À en juger par ses vêtements raffinés, c'était un jeune noble — clairement une cible pour une rançon.

— Qu... qu'est-ce qu'on fait ?

— Attends ici.

Ludger attendit que les kidnappeurs soient distraits, puis les embusqua avec un sort préparé.

Ils ne purent réagir à temps face à son attaque rapide et silencieuse.

Ils n'étaient pas nombreux, alors il s'en occupa facilement.

Il retira la capuche couvrant la tête du garçon kidnappé.

Le garçon plissa les yeux face à la lumière soudaine, puis leva les yeux vers Ludger avec un regard plein d'arrogance.

— Hé, toi, roturier. Dépêche-toi de détacher cette corde.

— ......

La première rencontre entre Ludger et Freuden Ulburk fut assez intense.

Même si Freuden était celui qui était secouru, il regarda Ludger avec une expression qui disait : « Qu'est-ce que tu attends ? »

Il n'eut même pas la décence de dire merci.

Tout comme ses vêtements chics le suggéraient — les nobles ont toujours le cou raide.

— Hé, tu m'as pas entendu ? Si tu me détaches pas tout de suite, je le dirai à ma famille quand je rentrerai !

Cette dernière phrase fut ce qui agaça vraiment Ludger.

Il décida de détendre le cou raide du gamin — avec son poing.

Thud !

— Ack ! T-t'as frappé ?! T'as vraiment frappé ?!

— Hum. Peut-être que c'était pas assez.

— Quoi ?

Thwack !

Après un second coup sur la tête, Freuden se tut enfin.

Ludger regarda le garçon évanoui, soupira, et l'enroula sur son épaule.

Le gamin était arrogant, oui — mais laisser un enfant kidnappé sur les lieux du crime n'était pas une option.

Il s'apprêtait à partir quand la voix de Rine retentit derrière lui.

— Oppa ! Derrière toi !

— ...... !

Ludger se baissa bas, portant toujours Freuden sur son épaule.

Une lame tranchante fendit l'air, coupant plusieurs mèches de ses cheveux noirs.

— Quoi encore.

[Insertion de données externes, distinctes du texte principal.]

//! Tool trait: the abstraction over callable functions offered to the model.
//!
//! A tool owns a [`ToolSpec`] (name, description, declared parameters) and an
//! async `invoke`. The completion engine looks tools up by name in a
//! [`ToolRegistry`], parses the model's raw JSON arguments, invokes the tool
//! and folds the [`ToolOutput`] back into the ledger as text.

use async_trait::async_trait;
use serde::Serialize;
use serde::de::DeserializeOwned;
use serde_json::Value;
use std::collections::HashMap;
use std::sync::Arc;

use crate::error::ToolError;
use crate::message::{ToolCallRequest, ToolResultContent};
use crate::schema::{ToolSchema, ToolSpec};

/// Parsed tool arguments keyed by parameter name.
pub type ToolArgs = serde_json::Map<String, Value>;

/// What a tool returns.
#[derive(Debug, Clone, PartialEq)]
pub enum ToolOutput {
    /// Passed to the model unchanged.
    Text(String),
    /// Any JSON value. Strings pass through, arrays are encoded per item,
    /// everything else is encoded whole.
    Json(Value),
    /// A list of outputs, each encoded on its own.
    List(Vec<ToolOutput>),
    /// No result. Rendered as `null`.
    Empty,
}

impl ToolOutput {
    pub fn text(text: impl Into<String>) -> Self {
        Self::Text(text.into())
    }

    /// Serialize a structured result.
    pub fn json<T: Serialize>(value: &T) -> Result<Self, serde_json::Error> {
        serde_json::to_value(value).map(Self::Json)
    }

    /// Render into the content of a ledger tool-call result.
    pub fn into_content(self) -> ToolResultContent {
        match self {
            Self::Text(text) => ToolResultContent::Text(text),
            Self::Json(Value::String(text)) => ToolResultContent::Text(text),
            Self::Json(Value::Array(items)) => {
                ToolResultContent::Parts(items.into_iter().map(Self::Json).map(Self::into_part).collect())
            }
            Self::Json(value) => ToolResultContent::Text(value.to_string()),
            Self::List(items) => ToolResultContent::Parts(items.into_iter().map(Self::into_part).collect()),
            Self::Empty => ToolResultContent::Text(Value::Null.to_string()),
        }
    }

    fn into_part(self) -> String {
        match self {
            Self::Text(text) | Self::Json(Value::String(text)) => text,
            Self::Json(value) => value.to_string(),
            Self::List(items) => Value::Array(items.into_iter().map(Self::into_value).collect()).to_string(),
            Self::Empty => Value::Null.to_string(),
        }
    }

    fn into_value(self) -> Value {
        match self {
            Self::Text(text) => Value::String(text),
            Self::Json(value) => value,
            Self::List(items) => Value::Array(items.into_iter().map(Self::into_value).collect()),
            Self::Empty => Value::Null,
        }
    }
}

impl From<String> for ToolOutput {
    fn from(s: String) -> Self {
        Self::Text(s)
    }
}

impl From<&str> for ToolOutput {
    fn from(s: &str) -> Self {
        Self::Text(s.to_string())
    }
}

impl From<Value> for ToolOutput {
    fn from(v: Value) -> Self {
        Self::Json(v)
    }
}

/// The core Tool trait.
///
/// Implementations build their [`ToolSpec`] once (usually in `new`) and hand
/// out a reference to it. Errors that are [`ToolError::is_recoverable`] become
/// placeholder results; anything else aborts the completion.
#[async_trait]
pub trait Tool: Send + Sync {
    fn spec(&self) -> &ToolSpec;

    fn name(&self) -> &str {
        self.spec().name()
    }

    /// The schema sent to the model. Derived on first call, then cached.
    fn schema(&self) -> &ToolSchema {
        self.spec().schema()
    }

    async fn invoke(&self, args: ToolArgs) -> Result<ToolOutput, ToolError>;
}

/// Parse the model's raw argument text and fill in declared defaults.
///
/// Empty text means no arguments. Anything that is not a JSON object is an
/// [`ToolError::InvalidArguments`].
pub fn prepare_arguments(spec: &ToolSpec, raw: &str) -> Result<ToolArgs, ToolError> {
    let mut args = if raw.trim().is_empty() {
        ToolArgs::new()
    } else {
        match serde_json::from_str::<Value>(raw) {
            Ok(Value::Object(map)) => map,
            Ok(other) => {
                return Err(ToolError::InvalidArguments(format!(
                    "{}: expected a JSON object, got {other}",
                    spec.name()
                )));
            }
            Err(e) => {
                return Err(ToolError::InvalidArguments(format!("{}: {e}", spec.name())));
            }
        }
    };

    for param in spec.params() {
        if let Some(default) = &param.default {
            args.entry(param.name.clone()).or_insert_with(|| default.clone());
        }
    }
    Ok(args)
}

/// Decode arguments into a typed struct.
pub fn decode_args<T: DeserializeOwned>(tool_name: &str, args: ToolArgs) -> Result<T, ToolError> {
    serde_json::from_value(Value::Object(args))
        .map_err(|e| ToolError::InvalidArguments(format!("{tool_name}: {e}")))
}

/// The set of tools available to one completion call.
///
/// Lookups are by name. Registering a second tool under an existing name
/// replaces the first in place, so schema order stays stable.
#[derive(Clone, Default)]
pub struct ToolRegistry {
    tools: Vec<Arc<dyn Tool>>,
    by_name: HashMap<String, usize>,
}

impl ToolRegistry {
    pub fn new() -> Self {
        Self::default()
    }

    /// Builder-style registration.
    pub fn with(mut self, tool: impl Tool + 'static) -> Self {
        self.register(Arc::new(tool));
        self
    }

    pub fn register(&mut self, tool: Arc<dyn Tool>) {
        let name = tool.name().to_string();
        match self.by_name.get(&name) {
            Some(&index) => {
                tracing::warn!(tool = %name, "Tool registered twice, keeping the latest");
                self.tools[index] = tool;
            }
            None => {
                self.by_name.insert(name, self.tools.len());
                self.tools.push(tool);
            }
        }
    }

    pub fn get(&self, name: &str) -> Option<Arc<dyn Tool>> {
        self.by_name.get(name).map(|&i| Arc::clone(&self.tools[i]))
    }

    /// Schemas in registration order.
    pub fn schemas(&self) -> Vec<ToolSchema> {
        self.tools.iter().map(|t| t.schema().clone()).collect()
    }

    pub fn names(&self) -> Vec<&str> {
        self.tools.iter().map(|t| t.name()).collect()
    }

    pub fn len(&self) -> usize {
        self.tools.len()
    }

    pub fn is_empty(&self) -> bool {
        self.tools.is_empty()
    }

    /// Look up, parse arguments and invoke.
    pub async fn execute(&self, request: &ToolCallRequest) -> Result<ToolOutput, ToolError> {
        let tool = self
            .get(&request.function_name)
            .ok_or_else(|| ToolError::NotFound(request.function_name.clone()))?;
        let args = prepare_arguments(tool.spec(), &request.arguments)?;
        tool.invoke(args).await
    }
}

impl std::fmt::Debug for ToolRegistry {
    fn fmt(&self, f: &mut std::fmt::Formatter<'_>) -> std::fmt::Result {
        f.debug_struct("ToolRegistry").field("tools", &self.names()).finish()
    }
}

impl FromIterator<Arc<dyn Tool>> for ToolRegistry {
    fn from_iter<I: IntoIterator<Item = Arc<dyn Tool>>>(iter: I) -> Self {
        let mut registry = Self::new();
        for tool in iter {
            registry.register(tool);
        }
        registry
    }
}
//! The Amap weather client against a local HTTP server.

mod common;

use common::*;
use personax_core::error::ResourceError;
use personax_tools::weather::RetryPolicy;
use personax_tools::{AmapWeatherService, WeatherService};
use std::time::Duration;

const LIVE: &str = r#"{
    "status": "1",
    "count": "1",
    "info": "OK",
    "infocode": "10000",
    "lives": [{
        "province": "北京",
        "city": "北京市",
        "adcode": "110000",
        "weather": "晴",
        "temperature": "15",
        "winddirection": "北",
        "windpower": "≤3",
        "humidity": "45",
        "reporttime": "2024-05-01 12:00:00"
    }]
}"#;

fn service(server: &MockServer, max_retries: u32) -> AmapWeatherService {
    let retry = RetryPolicy {
        max_retries,
        wait: Duration::from_millis(1),
    };
    AmapWeatherService::new("amap-key", Duration::from_secs(5), retry)
        .unwrap()
        .with_base_url(server.url())
}

#[tokio::test]
async fn live_weather_is_fetched() {
    let server = MockServer::start(vec![respond("200 OK", LIVE)]).await;

    let info = service(&server, 3).fetch("110000").await.unwrap();
    assert_eq!(info.address, "北京 北京市");
    assert_eq!(info.condition, "晴");
    assert_eq!(info.temperature, "15");
    assert_eq!(info.windpower, "≤3");

    let requests = server.requests();
    assert_eq!(requests.len(), 1);
    let request_line = requests[0].lines().next().unwrap();
    assert!(request_line.starts_with("GET /weatherInfo?"));
    assert!(request_line.contains("key=amap-key"));
    assert!(request_line.contains("city=110000"));
    assert!(request_line.contains("extensions=base"));
    assert!(request_line.contains("output=JSON"));
}

#[tokio::test]
async fn server_error_is_retried() {
    let server = MockServer::start(vec![respond("503 Service Unavailable", "{}"), respond("200 OK", LIVE)]).await;

    let info = service(&server, 3).fetch("110000").await.unwrap();
    assert_eq!(info.temperature, "15");
    assert_eq!(server.requests().len(), 2);
}

#[tokio::test]
async fn retries_stop_at_the_limit() {
    let server = MockServer::start(vec![
        respond("503 Service Unavailable", "{}"),
        respond("503 Service Unavailable", "{}"),
        respond("503 Service Unavailable", "{}"),
    ])
    .await;

    let err = service(&server, 2).fetch("110000").await.unwrap_err();
    assert!(matches!(err, ResourceError::Status { status: 503, .. }));
    assert_eq!(server.requests().len(), 3);
}

#[tokio::test]
async fn client_error_is_not_retried() {
    let server = MockServer::start(vec![respond("400 Bad Request", "{}"), respond("200 OK", LIVE)]).await;

    let err = service(&server, 3).fetch("110000").await.unwrap_err();
    assert!(matches!(err, ResourceError::Status { status: 400, .. }));
    assert_eq!(server.requests().len(), 1);
}

#[tokio::test]
async fn api_rejection_is_not_retried() {
    let rejected = r#"{"status":"0","info":"INVALID_USER_KEY","infocode":"10001"}"#;
    let server = MockServer::start(vec![respond("200 OK", rejected), respond("200 OK", LIVE)]).await;

    let err = service(&server, 3).fetch("110000").await.unwrap_err();
    match err {
        ResourceError::Rejected(message) => assert!(message.contains("INVALID_USER_KEY")),
        other => panic!("expected a rejection, got {other:?}"),
    }
    assert_eq!(server.requests().len(), 1);
}

#[tokio::test]
async fn empty_lives_is_no_data() {
    let empty = r#"{"status":"1","info":"OK","infocode":"10000","lives":[]}"#;
    let server = MockServer::start(vec![respond("200 OK", empty)]).await;

    let err = service(&server, 3).fetch("110000").await.unwrap_err();
    assert!(matches!(err, ResourceError::NoData(_)));
}
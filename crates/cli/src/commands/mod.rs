pub mod chat;
pub mod config_cmd;
pub mod status;

use personax_config::AppConfig;
use personax_engine::{CompletionEngine, Core, PersonaId, SystemPromptComposer};
use std::sync::Arc;
use tracing::debug;

/// Identity of the configured persona.
pub fn persona_id(config: &AppConfig) -> Result<PersonaId, Box<dyn std::error::Error>> {
    let mut id = PersonaId::new(&config.persona.name)?;
    if let Some(version) = &config.persona.version {
        id = id.with_version(version);
    }
    if let Some(scenario) = &config.persona.scenario {
        id = id.with_scenario(scenario);
    }
    Ok(id)
}

/// Assemble the configured persona: provider, tools, engine and context.
pub fn build_core(config: &AppConfig) -> Result<Core, Box<dyn std::error::Error>> {
    let provider = personax_providers::build_from_config(config)?;
    let tools = personax_tools::default_registry(&config.services)?;
    debug!(
        base_url = %config.base_url,
        model = %config.model,
        tools = tools.len(),
        max_iterations = config.engine.max_iterations,
        "Assembling persona core"
    );

    let engine = CompletionEngine::new(provider)
        .with_max_iterations(config.engine.max_iterations)
        .with_tool_concurrency(config.engine.tool_concurrency)
        .with_sampling(config.sampling.to_params());

    Ok(Core::new(persona_id(config)?, engine, &config.model)
        .with_context(Arc::new(SystemPromptComposer::new(&config.persona.system_prompt)))
        .with_tools(tools)
        .with_max_tokens(config.max_tokens))
}
//! Completion value types returned to callers.

use serde::{Deserialize, Serialize};

use crate::provider::Usage;

/// Normalized reason a final turn stopped.
#[derive(Debug, Clone, Copy, PartialEq, Eq, Serialize, Deserialize)]
#[serde(rename_all = "snake_case")]
pub enum FinishReason {
    Stop,
    Length,
    ContentFilter,
}

impl FinishReason {
    /// Map a raw provider reason. Only `length` and `content_filter` survive;
    /// everything else, `tool_calls` and `function_call` included, is `stop`.
    pub fn normalize(raw: Option<&str>) -> Self {
        match raw {
            Some("length") => Self::Length,
            Some("content_filter") => Self::ContentFilter,
            _ => Self::Stop,
        }
    }

    pub fn as_str(&self) -> &'static str {
        match self {
            Self::Stop => "stop",
            Self::Length => "length",
            Self::ContentFilter => "content_filter",
        }
    }
}

impl std::fmt::Display for FinishReason {
    fn fmt(&self, f: &mut std::fmt::Formatter<'_>) -> std::fmt::Result {
        f.write_str(self.as_str())
    }
}

#[derive(Debug, Clone, Default, PartialEq, Eq, Serialize, Deserialize)]
pub struct CompletionMessage {
    pub content: String,
    #[serde(default, skip_serializing_if = "Option::is_none")]
    pub refusal: Option<String>,
    #[serde(default, skip_serializing_if = "Option::is_none")]
    pub reasoning: Option<String>,
}

/// The final result of an atomic completion.
#[derive(Debug, Clone, PartialEq, Serialize, Deserialize)]
pub struct Completion {
    pub id: String,
    pub message: CompletionMessage,
    pub finish_reason: FinishReason,
    /// Unix timestamp, seconds.
    pub created: i64,
    pub model: String,
    #[serde(default, skip_serializing_if = "Option::is_none")]
    pub usage: Option<Usage>,
}

/// Partial content of a streamed chunk.
#[derive(Debug, Clone, Default, PartialEq, Eq, Serialize, Deserialize)]
pub struct CompletionDelta {
    #[serde(default, skip_serializing_if = "Option::is_none")]
    pub content: Option<String>,
}

/// One chunk of an incremental completion.
///
/// `finish_reason` is set only on the chunk that ends a model turn, and that
/// chunk carries an empty delta.
#[derive(Debug, Clone, PartialEq, Serialize, Deserialize)]
pub struct CompletionChunk {
    pub id: String,
    pub delta: CompletionDelta,
    #[serde(default)]
    pub finish_reason: Option<FinishReason>,
    pub created: i64,
    pub model: String,
    #[serde(default, skip_serializing_if = "Option::is_none")]
    pub usage: Option<Usage>,
}

impl CompletionChunk {
    /// Delta text, or "" for finish chunks.
    pub fn text(&self) -> &str {
        self.delta.content.as_deref().unwrap_or_default()
    }

    pub fn is_finish(&self) -> bool {
        self.finish_reason.is_some()
    }
}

Y en a encore un ? J'espérais finir ça proprement. Quel ennui.

L'homme qui apparut était différent des autres kidnappeurs que Ludger avait abattus.

Même en mettant de côté son attitude décontractée, son armure n'était pas du simple cuir — elle était plus formelle, ajustée, réglementaire.

— Un chevalier ? Qu'est-ce qu'il fait ici ?

— Hooh ? Un regard perçant pour un gamin. Avoir battu ces larbins avant qu'ils ne puissent rendre compte — on dirait que t'as été bien entraîné.

Le chevalier grimaça, posant son épée sur son épaule.

Il n'avait pas l'air du type de chevalier solide et discipliné qu'on imagine. Son ventre débordait, et il avait l'air mou de partout.

Le genre de physique qu'on voit chez un chevalier qui ne s'est pas entraîné correctement depuis des années.

— Un chevalier à la retraite, alors ?

Le fait qu'un chevalier kidnappe un enfant noble sentait déjà la corruption.

— Ça te regarde pas, gamin. T'as vu trop de choses, donc maintenant je dois tuer le témoin.

Le chevalier obèse leva son épée vers Ludger.

Une faible aura scintillait au tranchant de la lame — l'aura qu'on dit maniée par les chevaliers.

Ludger invoqua immédiatement un sort défensif.

Crash !

Même s'il le lança à la hâte, son tissage de sort était impeccable.

Pourtant, le unique coup du chevalier le brisa complètement.

Voyant ça, Ludger fronça les sourcils.

Donc la force de cet homme ★ 𝐍𝐨𝐯𝐞𝐥𝐢𝐠𝐡𝐭 ★ était réelle, malgré son apparence.

— Qu'est-ce que c'est, gamin ? T'es un mage ? La famille t'a déjà envoyé ? Non, c'est pas possible.

Les yeux du chevalier s'élargirent légèrement de surprise.

Il n'avait pas attendu une telle précision et une telle vitesse d'un garçon si jeune.

Même après que sa défense se soit brisée, le visage de Ludger resta calme.

C'était clairement pas un gamin ordinaire.

— Peu importe. Tu vas mourir de toute façon. Pareil pour cette gamine tout à l'heure.

À la mention de tuer Rine, les yeux de Ludger se rétrécirent.

Mais au lieu de s'enflammer d'intention meurtrière, il exhala doucement et relâcha sa posture.

Le chevalier cligna des yeux, confus.

— Qu'est-ce que c'est ? Dis pas que t'as perdu ta volonté de te battre ?

— Pas perdue — simplement jugé inutile.

La voix vint de derrière lui.

Le chevalier tressaillit et se retourna.

En voyant qui avait parlé, son expression passa au choc et à l'incrédulité.

— ... Qu'est-ce que c'est que ce bordel.

Une fille blonde en robe rouge se tenait là.

Le chevalier fronça les sourcils et cracha,

— Une putain de gamine encore mouillée derrière les oreilles —

À ces mots, Ludger sentit un frisson lui glisser le long de l'échine.